There's no place like home


Air travel is unpleasant enough without animals getting involved. We've seen
a runway closed by turtles, a fatal crash caused by panic over a small crocodile escaping from someone's luggage, and birds dropping broken glass on a runway, just to name a few.

If you're in a cold place dreaming of travelling somewhere warm right now, perhaps a few more recent stories like these will make you feel better about staying put:

-In southern Utah, prairie dogs have become a “public safety issue” by burrowing holes in and under airport runways. A $50,000 fence has been proposed, but one legislator, citing cases where these animals have dug into caskets in cemeteries, says a fence won't be enough to keep them out.

-You're probably aware that birds can be a danger to aircraft, as in the commonly reported cases where they're sucked into engines.
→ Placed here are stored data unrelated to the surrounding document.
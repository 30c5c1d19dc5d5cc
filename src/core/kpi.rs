//! Planned vs. unplanned completion rate.

use crate::models::{Kpi, ReportRow};
use std::collections::HashSet;

/// Round to two decimals, half away from zero.
pub fn round2(value: f64) -> f64 {
    (value * 100.0).round() / 100.0
}

/// Pure function of the rows: distinct keys only, order does not matter.
pub fn compute_kpi(rows: &[ReportRow]) -> Kpi {
    let all: HashSet<&str> = rows.iter().map(|r| r.key.as_str()).collect();
    let planned: HashSet<&str> = rows
        .iter()
        .filter(|r| r.is_planned)
        .map(|r| r.key.as_str())
        .collect();

    let total = all.len();
    let planned = planned.len();
    let rate = if total == 0 {
        0.0
    } else {
        round2(planned as f64 / total as f64 * 100.0)
    };

    Kpi {
        total,
        planned,
        unplanned: total - planned,
        rate,
    }
}
//! Loading and normalizing the three input tables.

pub mod table;

use crate::config::{EquipmentColumns, ExtractionColumns, TimesheetColumns};
use crate::core::normalize::{PlannedMatcher, canonical_category, clean_text, coerce_hours};
use crate::errors::AppResult;
use crate::models::{EquipmentRecord, TimeEntry, WorkOrder};
use std::path::PathBuf;
use table::RawTable;

/// Files supplied for one run. The equipment table is optional.
#[derive(Debug, Clone, Default, PartialEq, Eq)]
pub struct InputPaths {
    pub extraction: Option<PathBuf>,
    pub timesheet: Option<PathBuf>,
    pub equipment: Option<PathBuf>,
}

impl InputPaths {
    /// Human names of the required inputs that were not supplied.
    pub fn missing(&self) -> Vec<&'static str> {
        let mut out = Vec::new();
        if self.extraction.is_none() {
            out.push("extraction (--extraction)");
        }
        if self.timesheet.is_none() {
            out.push("timesheet (--timesheet)");
        }
        out
    }
}

/// Raw tables, as read from disk.
#[derive(Debug, Clone, PartialEq)]
pub struct Dataset {
    pub extraction: RawTable,
    pub timesheet: RawTable,
    pub equipment: Option<RawTable>,
}

/// Read every supplied file. Returns `None` when a required file is missing:
/// the caller tells the user what to provide instead of running.
pub fn load_dataset(paths: &InputPaths) -> AppResult<Option<Dataset>> {
    let (Some(extraction), Some(timesheet)) = (&paths.extraction, &paths.timesheet) else {
        return Ok(None);
    };

    let extraction = RawTable::from_path(extraction, "extraction")?;
    let timesheet = RawTable::from_path(timesheet, "timesheet")?;
    let equipment = match &paths.equipment {
        Some(p) => Some(RawTable::from_path(p, "equipment")?),
        None => None,
    };

    Ok(Some(Dataset {
        extraction,
        timesheet,
        equipment,
    }))
}

pub fn read_work_orders(
    table: &RawTable,
    cols: &ExtractionColumns,
    matcher: &PlannedMatcher,
) -> AppResult<Vec<WorkOrder>> {
    let key = table.column(&cols.key)?;
    let status = table.column(&cols.status)?;
    let location = table.column(&cols.location)?;
    let position = table.column(&cols.position)?;
    let client = table.column(&cols.client)?;
    let intervention = table.column(&cols.intervention_type)?;

    let orders = table
        .rows
        .iter()
        .map(|row| {
            let status_text = canonical_category(&table.cell(row, status).as_text());
            WorkOrder {
                key: clean_text(&table.cell(row, key).as_text()),
                is_planned: matcher.is_planned(&status_text),
                status: status_text,
                client: clean_text(&table.cell(row, client).as_text()),
                intervention_type: clean_text(&table.cell(row, intervention).as_text()),
                location: canonical_category(&table.cell(row, location).as_text()),
                position: canonical_category(&table.cell(row, position).as_text()),
            }
        })
        .collect();

    Ok(orders)
}

pub fn read_time_entries(table: &RawTable, cols: &TimesheetColumns) -> AppResult<Vec<TimeEntry>> {
    let key = table.column(&cols.key)?;
    let employee = table.column(&cols.employee)?;
    let team = table.column(&cols.team)?;
    let hours = table.column(&cols.hours)?;

    let entries: Vec<TimeEntry> = table
        .rows
        .iter()
        .map(|row| TimeEntry {
            key: clean_text(&table.cell(row, key).as_text()),
            employee: clean_text(&table.cell(row, employee).as_text()),
            team: clean_text(&table.cell(row, team).as_text()),
            hours: coerce_hours(table.cell(row, hours)),
        })
        .collect();

    // a line without employee or team cannot own a work order
    let total = entries.len();
    let kept: Vec<TimeEntry> = entries
        .into_iter()
        .filter(|e| !e.employee.is_empty() && !e.team.is_empty())
        .collect();
    if kept.len() < total {
        tracing::warn!(
            lines = total - kept.len(),
            "timesheet lines without employee or team ignored"
        );
    }

    Ok(kept)
}

pub fn read_equipment(table: &RawTable, cols: &EquipmentColumns) -> AppResult<Vec<EquipmentRecord>> {
    let key = table.column(&cols.key)?;
    let manufacturer = table.column(&cols.manufacturer)?;

    // a blank manufacturer carries no information: the row is skipped so
    // that the work order reads as "no manufacturer" after the join
    Ok(table
        .rows
        .iter()
        .map(|row| EquipmentRecord {
            key: clean_text(&table.cell(row, key).as_text()),
            manufacturer: canonical_category(&table.cell(row, manufacturer).as_text()),
        })
        .filter(|r| !r.manufacturer.is_empty())
        .collect())
}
As the photo above shows, that's not the only possibility. That's an albatross that struck a Japan Coast Guard plane. Fortunately the plane made it to its destination safely.
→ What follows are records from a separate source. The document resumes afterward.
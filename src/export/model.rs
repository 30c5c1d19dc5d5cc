// src/export/model.rs

use crate::core::filter::Selection;
use crate::core::pipeline::ReportOptions;
use crate::models::{ChartBar, Kpi, Report, ReportRow};
use crate::utils::format_rate;
use serde::Serialize;

/// Flat detail row, headed like the dashboard table.
#[derive(Serialize, Clone, Debug, PartialEq)]
pub struct DetailExport {
    #[serde(rename = "OR")]
    pub key: String,
    #[serde(rename = "Nom client")]
    pub client: String,
    #[serde(rename = "Type intervention")]
    pub intervention_type: String,
    #[serde(rename = "Localisation")]
    pub location: String,
    #[serde(rename = "Position")]
    pub position: String,
    #[serde(rename = "Technicien")]
    pub technician: String,
    #[serde(rename = "Equipe")]
    pub team: String,
    #[serde(rename = "Constructeur")]
    pub manufacturer: String,
    #[serde(rename = "Planifié ?")]
    pub status: String,
}

impl DetailExport {
    pub fn from_row(r: &ReportRow, missing: &str) -> Self {
        Self {
            key: r.key.clone(),
            client: r.client.clone(),
            intervention_type: r.intervention_type.clone(),
            location: r.location.clone(),
            position: r.position.clone(),
            technician: r.technician_or(missing).to_string(),
            team: r.team_or(missing).to_string(),
            manufacturer: r.manufacturer_or(missing).to_string(),
            status: r.status.clone(),
        }
    }
}

pub(crate) fn detail_rows(rows: &[ReportRow], missing: &str) -> Vec<DetailExport> {
    rows.iter().map(|r| DetailExport::from_row(r, missing)).collect()
}

/// Header per CSV / XLSX / PDF
pub(crate) fn detail_headers() -> Vec<&'static str> {
    vec![
        "OR",
        "Nom client",
        "Type intervention",
        "Localisation",
        "Position",
        "Technicien",
        "Equipe",
        "Constructeur",
        "Planifié ?",
    ]
}

pub(crate) fn detail_to_row(d: &DetailExport) -> Vec<String> {
    vec![
        d.key.clone(),
        d.client.clone(),
        d.intervention_type.clone(),
        d.location.clone(),
        d.position.clone(),
        d.technician.clone(),
        d.team.clone(),
        d.manufacturer.clone(),
        d.status.clone(),
    ]
}

pub(crate) fn details_to_table(details: &[DetailExport]) -> Vec<Vec<String>> {
    details.iter().map(detail_to_row).collect()
}

pub(crate) fn chart_headers() -> Vec<&'static str> {
    vec!["Equipe", "Planifié ?", "OR"]
}

pub(crate) fn chart_to_table(bars: &[ChartBar]) -> Vec<Vec<String>> {
    bars.iter()
        .map(|b| vec![b.team.clone(), b.status.clone(), b.count.to_string()])
        .collect()
}

/// KPI as (label, value) pairs, in display order.
pub(crate) fn kpi_lines(kpi: &Kpi) -> Vec<(&'static str, String)> {
    vec![
        ("Total OR", kpi.total.to_string()),
        ("Total OR non planifiés", kpi.unplanned.to_string()),
        ("Total OR planifiés", kpi.planned.to_string()),
        ("Taux de planification", format_rate(kpi.rate)),
    ]
}

/// Full JSON document: KPI, chart data, detail and the rules that produced them.
#[derive(Serialize, Debug)]
pub struct ReportDocument<'a> {
    pub generated_at: String,
    pub options: &'a ReportOptions,
    pub selected_positions: Option<Vec<String>>,
    pub selected_manufacturers: Option<Vec<String>>,
    pub kpi: Kpi,
    pub chart: &'a [ChartBar],
    pub detail: Vec<DetailExport>,
    pub positions: &'a [String],
    pub manufacturers: &'a [String],
    pub duplicate_keys_dropped: usize,
}

impl<'a> ReportDocument<'a> {
    pub fn new(report: &'a Report, options: &'a ReportOptions, selection: &Selection) -> Self {
        Self {
            generated_at: chrono::Local::now().to_rfc3339(),
            options,
            selected_positions: selection
                .positions
                .as_ref()
                .map(|s| s.iter().cloned().collect()),
            selected_manufacturers: selection
                .manufacturers
                .as_ref()
                .map(|s| s.iter().cloned().collect()),
            kpi: report.kpi,
            chart: &report.chart,
            detail: detail_rows(&report.detail, &options.missing_label),
            positions: &report.positions,
            manufacturers: &report.manufacturers,
            duplicate_keys_dropped: report.duplicate_keys_dropped,
        }
    }
}
// src/export/fs_utils.rs

use crate::errors::{AppError, AppResult};
use crate::ui::messages::{info, warning};
use std::io::{self, IsTerminal, Write};
use std::path::Path;

/// Check whether `path` may be created or overwritten.
///
/// - missing file, or `force` → Ok
/// - existing file on an interactive terminal → ask the user
/// - existing file otherwise → refused, `--force` is required
pub(crate) fn ensure_writable(path: &Path, force: bool) -> AppResult<()> {
    if !path.exists() || force {
        return Ok(());
    }

    warning(format!("The file '{}' already exists.", path.display()));

    if !io::stdin().is_terminal() {
        return Err(AppError::Export(
            "output file exists, use --force to overwrite".to_string(),
        ));
    }

    print!("Overwrite? [y/N]: ");
    io::stdout().flush().ok();

    let mut answer = String::new();
    io::stdin().read_line(&mut answer)?;
    let ans = answer.trim().to_ascii_lowercase();

    if ans == "y" || ans == "yes" {
        info("Existing file will be overwritten.");
        Ok(())
    } else {
        Err(AppError::Export(
            "export cancelled: existing file not overwritten".to_string(),
        ))
    }
}
use crate::utils::formatting::truncate;
use pdf_writer::{Content, Name, Pdf, Rect, Ref, Str};
use std::fs::File;
use std::io::Write;
use std::path::Path;

/// Fill colours of the stacked segments (RGB 0..1), cycled.
const SEGMENT_RGB: [(f32, f32, f32); 5] = [
    (0.30, 0.62, 0.36),
    (0.85, 0.33, 0.31),
    (0.95, 0.68, 0.24),
    (0.27, 0.51, 0.71),
    (0.58, 0.40, 0.74),
];

/// One bar of the PDF chart: label plus (segment index, value) pairs.
pub struct PdfBar {
    pub label: String,
    pub segments: Vec<(usize, usize)>,
}

/// Pages are written one by one; `save` closes the document.
pub struct PdfReport {
    pdf: Pdf,
    catalog_id: Ref,
    pages_id: Ref,
    page_refs: Vec<Ref>,
    current_content_id: Option<Ref>,

    page_w: f32,
    page_h: f32,
    margin: f32,
    row_h: f32,

    next_id: i32,
    font_id: Ref,

    font_size: f32,
    header_font_size: f32,
    title_font_size: f32,
}

impl Default for PdfReport {
    fn default() -> Self {
        Self::new()
    }
}

/// PDF base fonts only know WinAnsi: Latin-1 maps 1:1, the rest becomes `?`.
fn encode_win_ansi(text: &str) -> Vec<u8> {
    text.chars()
        .map(|c| match c {
            '–' | '—' => 0x96,
            '…' => 0x85,
            '€' => 0x80,
            c if (c as u32) < 0x100 => c as u32 as u8,
            _ => b'?',
        })
        .collect()
}

impl PdfReport {
    pub fn new() -> Self {
        let mut pdf = Pdf::new();

        // object ids are assigned by hand
        let catalog_id = Ref::new(1);
        let pages_id = Ref::new(2);
        let font_id = Ref::new(3);

        pdf.type1_font(font_id)
            .base_font(Name(b"Helvetica"))
            .encoding_predefined(Name(b"WinAnsiEncoding"));

        Self {
            pdf,
            catalog_id,
            pages_id,
            page_refs: Vec::new(),
            current_content_id: None,

            // A4 landscape
            page_w: 842.0,
            page_h: 595.0,
            margin: 40.0,
            row_h: 18.0,

            next_id: 4,
            font_id,

            font_size: 9.0,
            header_font_size: 10.0,
            title_font_size: 14.0,
        }
    }

    fn fresh_ref(&mut self) -> Ref {
        let id = self.next_id;
        self.next_id += 1;
        Ref::new(id)
    }

    fn new_page(&mut self) -> Content {
        let page_id = self.fresh_ref();
        let content_id = self.fresh_ref();
        self.page_refs.push(page_id);

        let mut page = self.pdf.page(page_id);
        page.parent(self.pages_id)
            .media_box(Rect::new(0.0, 0.0, self.page_w, self.page_h))
            .contents(content_id);
        page.resources().fonts().pair(Name(b"F1"), self.font_id);

        self.current_content_id = Some(content_id);
        Content::new()
    }

    fn finalize_page(&mut self, content: Content) {
        if let Some(id) = self.current_content_id.take() {
            self.pdf.stream(id, &content.finish());
        }
    }

    fn draw_text(&self, content: &mut Content, x: f32, y: f32, size: f32, text: &str) {
        let encoded = encode_win_ansi(text);
        content.begin_text();
        content.set_font(Name(b"F1"), size);
        content.set_text_matrix([1.0, 0.0, 0.0, 1.0, x, y]);
        content.show(Str(&encoded));
        content.end_text();
    }

    fn fill_rect(&self, content: &mut Content, rgb: (f32, f32, f32), x: f32, y: f32, w: f32, h: f32) {
        content.save_state();
        content.set_fill_rgb(rgb.0, rgb.1, rgb.2);
        content.rect(x, y, w, h);
        content.fill_nonzero();
        content.restore_state();
    }

    fn stroke_rect(&self, content: &mut Content, x: f32, y: f32, w: f32, h: f32) {
        content.save_state();
        content.set_stroke_rgb(0.65, 0.65, 0.65);
        content.rect(x, y, w, h);
        content.stroke();
        content.restore_state();
    }

    fn draw_title(&self, content: &mut Content, title: &str, page: usize) {
        self.draw_text(
            content,
            self.margin,
            self.page_h - self.margin,
            self.title_font_size,
            title,
        );
        self.draw_text(
            content,
            self.page_w - self.margin - 50.0,
            self.margin - 25.0,
            self.font_size,
            &format!("Page {page}"),
        );
    }

    /// Summary page: title, `lines` (KPI) and a horizontal stacked bar chart.
    pub fn write_summary(&mut self, title: &str, lines: &[String], legend: &[&str], bars: &[PdfBar]) {
        let mut content = self.new_page();
        let page = self.page_refs.len();
        self.draw_title(&mut content, title, page);

        let mut y = self.page_h - self.margin - 30.0;
        for line in lines {
            self.draw_text(&mut content, self.margin, y, self.header_font_size, line);
            y -= 16.0;
        }

        // legend
        y -= 10.0;
        let mut x = self.margin;
        for (i, name) in legend.iter().enumerate() {
            let rgb = SEGMENT_RGB[i % SEGMENT_RGB.len()];
            self.fill_rect(&mut content, rgb, x, y, 10.0, 10.0);
            self.draw_text(&mut content, x + 14.0, y + 1.0, self.font_size, name);
            x += 24.0 + name.chars().count() as f32 * 5.5;
        }
        y -= 24.0;

        let label_w = 140.0;
        let chart_w = self.page_w - 2.0 * self.margin - label_w;
        let max_total = bars
            .iter()
            .map(|b| b.segments.iter().map(|(_, v)| *v).sum::<usize>())
            .max()
            .unwrap_or(0)
            .max(1) as f32;
        let bar_h = 14.0;

        for bar in bars {
            if y - bar_h < self.margin {
                break;
            }
            self.draw_text(
                &mut content,
                self.margin,
                y + 3.0,
                self.font_size,
                &truncate(&bar.label, 26),
            );

            let mut x = self.margin + label_w;
            for (seg, value) in &bar.segments {
                if *value == 0 {
                    continue;
                }
                let w = chart_w * (*value as f32) / max_total;
                let rgb = SEGMENT_RGB[seg % SEGMENT_RGB.len()];
                self.fill_rect(&mut content, rgb, x, y, w, bar_h);
                if w > 14.0 {
                    self.draw_text(&mut content, x + 3.0, y + 3.5, self.font_size, &value.to_string());
                }
                x += w;
            }
            y -= bar_h + 6.0;
        }

        self.finalize_page(content);
    }

    fn compute_col_widths(&self, headers: &[&str], rows: &[Vec<String>]) -> Vec<f32> {
        let mut widths: Vec<f32> = headers
            .iter()
            .map(|h| h.chars().count() as f32 * 6.0 + 8.0)
            .collect();

        for row in rows {
            for (i, cell) in row.iter().enumerate().take(widths.len()) {
                widths[i] = widths[i].max(cell.chars().count() as f32 * 5.2 + 8.0);
            }
        }

        let total: f32 = widths.iter().sum();
        let max = self.page_w - 2.0 * self.margin;
        if total > max {
            let scale = max / total;
            for w in &mut widths {
                *w *= scale;
            }
        }
        widths
    }

    fn draw_row(&self, content: &mut Content, y: f32, widths: &[f32], row: &[String], size: f32) {
        let mut x = self.margin;
        for (text, w) in row.iter().zip(widths) {
            // Helvetica averages ~0.55 em per glyph
            let fits = ((w - 6.0) / (size * 0.55)).max(1.0) as usize;
            self.draw_text(content, x + 3.0, y + 5.0, size, &truncate(text, fits));
            self.stroke_rect(content, x, y, *w, self.row_h);
            x += w;
        }
    }

    /// Multi-page table, header repeated on every page.
    pub fn write_table(&mut self, title: &str, headers: &[&str], rows: &[Vec<String>]) {
        let widths = self.compute_col_widths(headers, rows);
        let header_row: Vec<String> = headers.iter().map(|s| s.to_string()).collect();
        let table_w: f32 = widths.iter().sum();

        let mut remaining: &[Vec<String>] = rows;
        loop {
            let mut content = self.new_page();
            let page = self.page_refs.len();
            self.draw_title(&mut content, title, page);

            let mut y = self.page_h - self.margin - 30.0;
            self.fill_rect(&mut content, (0.85, 0.87, 0.90), self.margin, y, table_w, self.row_h);
            self.draw_row(&mut content, y, &widths, &header_row, self.header_font_size);
            y -= self.row_h;

            let mut consumed = 0;
            for (i, row) in remaining.iter().enumerate() {
                if y - self.row_h < self.margin {
                    break;
                }
                if i % 2 == 0 {
                    self.fill_rect(&mut content, (0.96, 0.96, 0.96), self.margin, y, table_w, self.row_h);
                }
                self.draw_row(&mut content, y, &widths, row, self.font_size);
                y -= self.row_h;
                consumed += 1;
            }

            self.finalize_page(content);
            remaining = &remaining[consumed..];
            if remaining.is_empty() {
                break;
            }
        }
    }

    pub fn save(mut self, path: &Path) -> std::io::Result<()> {
        self.pdf.catalog(self.catalog_id).pages(self.pages_id);

        let count = self.page_refs.len() as i32;
        self.pdf
            .pages(self.pages_id)
            .count(count)
            .kids(self.page_refs.iter().copied());

        let bytes = self.pdf.finish();
        let mut f = File::create(path)?;
        f.write_all(&bytes)?;
        Ok(())
    }
}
-Dangerous wild animals aren't the only ones that cause problems when they get loose on a plane. A flight from Halifax to Toronto was preparing for takeoff when a cat escaped from its carrier. Good thing they decided not to proceed, because it turned out that Ripples the tabby had actually wormed his way into the cockpit wiring. Maintenance crew had to remove panels to get him out and then inspect the wiring for damage, causing a delay of almost five hours.

So I'm going to curl up on the couch with a hot chocolate and stick with looking at magazine photos of tropical places. Sure, there's still the chance my pet will set the house on fire, but I'd rather fight bad animals with my feet on solid ground.
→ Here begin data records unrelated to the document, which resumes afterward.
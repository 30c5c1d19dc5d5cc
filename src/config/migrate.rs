//! Configuration file upgrades.
//!
//! Every field of [`Config`] has a serde default, so an old file always
//! loads. These helpers make the gap visible (`config --check`) and write
//! the missing keys back (`config --migrate`) without touching the values
//! the user already set.

use super::Config;
use crate::errors::{AppError, AppResult};
use serde_yaml::{Mapping, Value};
use std::fs;
use std::path::Path;

/// Dotted paths of the keys present in the defaults but absent from the file.
pub fn missing_fields(path: &Path) -> AppResult<Vec<String>> {
    let current = read_yaml(path)?;
    let defaults = serde_yaml::to_value(Config::default())?;

    let mut missing = Vec::new();
    collect_missing(&defaults, &current, "", &mut missing);
    Ok(missing)
}

/// Add the missing keys (with their default value) to the config file.
/// Returns the keys that were added; an empty list means nothing changed.
pub fn migrate_file(path: &Path) -> AppResult<Vec<String>> {
    let mut current = read_yaml(path)?;
    let defaults = serde_yaml::to_value(Config::default())?;

    let mut added = Vec::new();
    merge_missing(&defaults, &mut current, "", &mut added);

    if added.is_empty() {
        return Ok(added);
    }

    // the merged file must still load as a Config
    let _: Config = serde_yaml::from_value(current.clone())?;

    let serialized = serde_yaml::to_string(&current)?;
    fs::write(path, serialized).map_err(|_| AppError::ConfigSave)?;

    tracing::info!(path = %path.display(), added = added.len(), "config migrated");
    Ok(added)
}

fn read_yaml(path: &Path) -> AppResult<Value> {
    let content = fs::read_to_string(path).map_err(|_| AppError::ConfigLoad)?;
    let value: Value = serde_yaml::from_str(&content)?;

    // An empty file parses as Null: treat it as an empty mapping.
    match value {
        Value::Null => Ok(Value::Mapping(Mapping::new())),
        Value::Mapping(_) => Ok(value),
        _ => Err(AppError::Config(format!(
            "{} is not a YAML mapping",
            path.display()
        ))),
    }
}

fn join_key(prefix: &str, key: &str) -> String {
    if prefix.is_empty() {
        key.to_string()
    } else {
        format!("{prefix}.{key}")
    }
}

fn collect_missing(defaults: &Value, current: &Value, prefix: &str, out: &mut Vec<String>) {
    let (Some(def_map), Some(cur_map)) = (defaults.as_mapping(), current.as_mapping()) else {
        return;
    };

    for (k, def_val) in def_map {
        let name = join_key(prefix, k.as_str().unwrap_or_default());
        match cur_map.get(k) {
            None => out.push(name),
            Some(cur_val) => collect_missing(def_val, cur_val, &name, out),
        }
    }
}

fn merge_missing(defaults: &Value, current: &mut Value, prefix: &str, added: &mut Vec<String>) {
    let (Some(def_map), Some(cur_map)) = (defaults.as_mapping(), current.as_mapping_mut()) else {
        return;
    };

    for (k, def_val) in def_map {
        let name = join_key(prefix, k.as_str().unwrap_or_default());
        if !cur_map.contains_key(k) {
            cur_map.insert(k.clone(), def_val.clone());
            added.push(name);
            continue;
        }
        if let Some(cur_val) = cur_map.get_mut(k) {
            merge_missing(def_val, cur_val, &name, added);
        }
    }
}
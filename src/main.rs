//! orkpi main entrypoint.

use orkpi::run;
use orkpi::ui::messages::error;

fn main() {
    println!();
    if let Err(e) = run() {
        error(format!("Error: {e}"));
        std::process::exit(1);
    }
}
Thursday, January 26, 2012

Animal arsonists


In any given week's news you'll find a number of stories of dogs credited with saving lives by alerting their owners to a fire. Recent examples come from Michigan, Ohio, Pittsburgh... I could easily go on.

What these stories never seem to mention is that - as we've noted before - pets also CAUSE hundreds of fires every year.

For example, here on the blog we've seen a retriever that turned on a stove and set fire to a house in England, and if you've read the book, you know about the cat that committed arson by stepping on the switch of the toaster oven.

It's not just household pets, of course: In one recent case, pigs started a fire in a barn at a farm sanctuary in upstate New York, sending four employees to the hospital for smoke inhalation suffered while rescuing the animals.

But for most of us, it's cats and dogs we need to worry about. And worry we should, as one family in England discovered. It's suspected that their kittens turned on the stove by walking over a touch-sensitive control. The blaze spread to the house next door as well, and damage is so extensive that the buildings may have to be torn down.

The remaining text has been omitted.